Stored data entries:
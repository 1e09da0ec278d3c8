//! Property gate: is a property enabled, mapped and of the expected kind?

use std::collections::BTreeMap;
use std::sync::Arc;

use super::FilterPass;
use super::date::NullManagement;
use crate::metadata::{FieldType, MetadataProvider};
use crate::query::Column;

/// Enabled properties of a filter, with an optional per-property
/// null-management policy (only the date filter reads it).
pub type PropertyMap = BTreeMap<String, Option<NullManagement>>;

/// Kind of field a filter accepts.
#[derive(Debug, Clone, Copy, PartialEq, Eq)]
pub enum FieldKind {
    Date,
    Numeric,
    /// Any mapped field.
    Any,
}

impl FieldKind {
    fn matches(self, ty: &FieldType) -> bool {
        match self {
            FieldKind::Date => ty.is_date(),
            FieldKind::Numeric => ty.is_numeric(),
            FieldKind::Any => true,
        }
    }
}

#[derive(Clone)]
pub struct PropertyGate {
    metadata: Arc<dyn MetadataProvider>,
    properties: Option<PropertyMap>,
}

impl PropertyGate {
    /// `properties: None` enables every non-nested property.
    pub fn new(metadata: Arc<dyn MetadataProvider>, properties: Option<PropertyMap>) -> Self {
        Self {
            metadata,
            properties,
        }
    }

    pub fn metadata(&self) -> &dyn MetadataProvider {
        self.metadata.as_ref()
    }

    pub fn properties(&self) -> Option<&PropertyMap> {
        self.properties.as_ref()
    }

    pub fn is_property_enabled(&self, resource: &str, property: &str) -> bool {
        match &self.properties {
            // Nested properties must always be listed explicitly.
            None => !self.metadata.is_property_nested(resource, property),
            Some(properties) => properties.contains_key(property),
        }
    }

    pub fn is_property_mapped(&self, resource: &str, property: &str) -> bool {
        self.metadata.is_property_mapped(resource, property)
    }

    pub fn field_type(&self, resource: &str, property: &str) -> Option<FieldType> {
        self.metadata.field_type(resource, property)
    }

    pub fn matches_kind(&self, resource: &str, property: &str, kind: FieldKind) -> bool {
        self.field_type(resource, property)
            .is_some_and(|ty| kind.matches(&ty))
    }

    pub fn is_filterable(&self, resource: &str, property: &str, kind: FieldKind) -> bool {
        self.is_property_enabled(resource, property)
            && self.is_property_mapped(resource, property)
            && self.matches_kind(resource, property, kind)
    }

    /// Configured null-management policy of `property`.
    pub fn null_management(&self, property: &str) -> Option<&NullManagement> {
        self.properties
            .as_ref()
            .and_then(|p| p.get(property))
            .and_then(Option::as_ref)
    }

    /// Properties to describe: the explicit list, or every mapped field.
    pub fn described_properties(&self, resource: &str) -> Vec<String> {
        match &self.properties {
            Some(properties) => properties.keys().cloned().collect(),
            None => self.metadata.field_names(resource),
        }
    }

    /// Column a predicate on `property` must use, registering joins for
    /// nested properties. `None` when the query has no root alias.
    pub fn resolve_column(&self, property: &str, pass: &mut FilterPass<'_>) -> Option<Column> {
        let Some(root_alias) = pass.query.root_alias().map(str::to_string) else {
            tracing::debug!(property, "query has no root alias; filter not applicable");
            return None;
        };

        if self.metadata.is_property_nested(pass.resource, property) {
            let (alias, field) = self.metadata.add_joins_for_nested_property(
                property,
                &root_alias,
                &mut *pass.query,
                &mut *pass.names,
                pass.resource,
            )?;
            return Some(Column::new(alias, field));
        }

        Some(Column::new(root_alias, property))
    }
}
//! Request filters.
//!
//! This module provides:
//! - DateFilter, NumericFilter, RangeFilter: per-kind expression builders
//! - PropertyGate: enabled / mapped / kind checks
//! - dispatch: legacy vs composable application of a filter
//! - normalize: shared value normalizers

pub mod date;
pub mod dispatch;
mod gate;
pub mod normalize;
pub mod numeric;
pub mod range;

pub use date::{DateFilter, DateOperator, NullManagement};
pub use dispatch::{ApplyContext, Mode};
pub use gate::{FieldKind, PropertyGate, PropertyMap};
pub use numeric::NumericFilter;
pub use range::{RangeFilter, RangeOperator};

use std::collections::BTreeMap;
use std::sync::Arc;

use serde::Serialize;
use serde_json::Value;

use crate::diagnostics::{DiagnosticSink, Severity, TracingSink};
use crate::error::InvalidFilterValue;
use crate::metadata::MetadataProvider;
use crate::naming::{NameConverter, convert_path};
use crate::query::{Predicate, QueryNameGenerator, QueryTarget};

/// How a filter contributes to a query.
#[derive(Debug, Clone, Copy, PartialEq, Eq)]
pub enum Capability {
    /// Mutates the query itself; skipped when fragments are requested.
    DirectApply,
    /// Returns self-contained fragments for the caller to combine.
    FragmentGenerating,
}

/// Everything a filter needs for one application pass.
pub struct FilterPass<'a> {
    pub query: &'a mut dyn QueryTarget,
    pub names: &'a mut dyn QueryNameGenerator,
    pub resource: &'a str,
    pub operation: Option<&'a str>,
}

impl<'a> FilterPass<'a> {
    pub fn new(
        query: &'a mut dyn QueryTarget,
        names: &'a mut dyn QueryNameGenerator,
        resource: &'a str,
    ) -> Self {
        Self {
            query,
            names,
            resource,
            operation: None,
        }
    }

    pub fn with_operation(mut self, operation: &'a str) -> Self {
        self.operation = Some(operation);
        self
    }
}

/// Describes one query parameter a filter accepts.
#[derive(Debug, Clone, PartialEq, Eq, Serialize)]
pub struct FilterDescription {
    pub property: String,
    #[serde(rename = "type")]
    pub value_type: String,
    pub required: bool,
    #[serde(skip_serializing_if = "std::ops::Not::not")]
    pub is_collection: bool,
}

impl FilterDescription {
    pub fn new(property: &str, value_type: &str) -> Self {
        Self {
            property: property.to_string(),
            value_type: value_type.to_string(),
            required: false,
            is_collection: false,
        }
    }

    pub fn collection(mut self) -> Self {
        self.is_collection = true;
        self
    }
}

/// State shared by every filter kind: the property gate, the diagnostic
/// sink and the optional name converter.
#[derive(Clone)]
pub struct FilterCore {
    pub gate: PropertyGate,
    diagnostics: Arc<dyn DiagnosticSink>,
    name_converter: Option<Arc<dyn NameConverter>>,
}

impl FilterCore {
    pub fn new(metadata: Arc<dyn MetadataProvider>, properties: Option<PropertyMap>) -> Self {
        Self {
            gate: PropertyGate::new(metadata, properties),
            diagnostics: Arc::new(TracingSink),
            name_converter: None,
        }
    }

    pub fn with_diagnostics(mut self, diagnostics: Arc<dyn DiagnosticSink>) -> Self {
        self.diagnostics = diagnostics;
        self
    }

    pub fn with_name_converter(mut self, converter: Arc<dyn NameConverter>) -> Self {
        self.name_converter = Some(converter);
        self
    }

    pub fn report(&self, severity: Severity, error: &InvalidFilterValue) {
        self.diagnostics.report(severity, error);
    }

    /// Public parameter name → internal property name.
    pub fn denormalize_property_name(&self, property: &str) -> String {
        match &self.name_converter {
            Some(converter) => convert_path(property, |s| converter.denormalize(s)),
            None => property.to_string(),
        }
    }

    /// Internal property name → public parameter name.
    pub fn normalize_property_name(&self, property: &str) -> String {
        match &self.name_converter {
            Some(converter) => convert_path(property, |s| converter.normalize(s)),
            None => property.to_string(),
        }
    }
}

/// A filter applicable to a single property at a time.
pub trait Filter: Send + Sync {
    fn capability(&self) -> Capability;

    fn core(&self) -> &FilterCore;

    /// Build the fragments for one property.
    ///
    /// `None` means the filter does not apply (property not filterable,
    /// value of the wrong shape, nothing valid); `Some(vec![])` means it
    /// applies but every sub-clause was dropped.
    fn filter_property(
        &self,
        property: &str,
        value: &Value,
        pass: &mut FilterPass<'_>,
    ) -> Option<Vec<Predicate>>;

    /// Query parameters accepted for `resource`, keyed by parameter name.
    fn description(&self, resource: &str) -> BTreeMap<String, FilterDescription>;
}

→ Instructions to follow
Wherever the string "super" occurs in the entries, copy that whole line.

→ Written response
use super::FilterPass;
use super::date::NullManagement;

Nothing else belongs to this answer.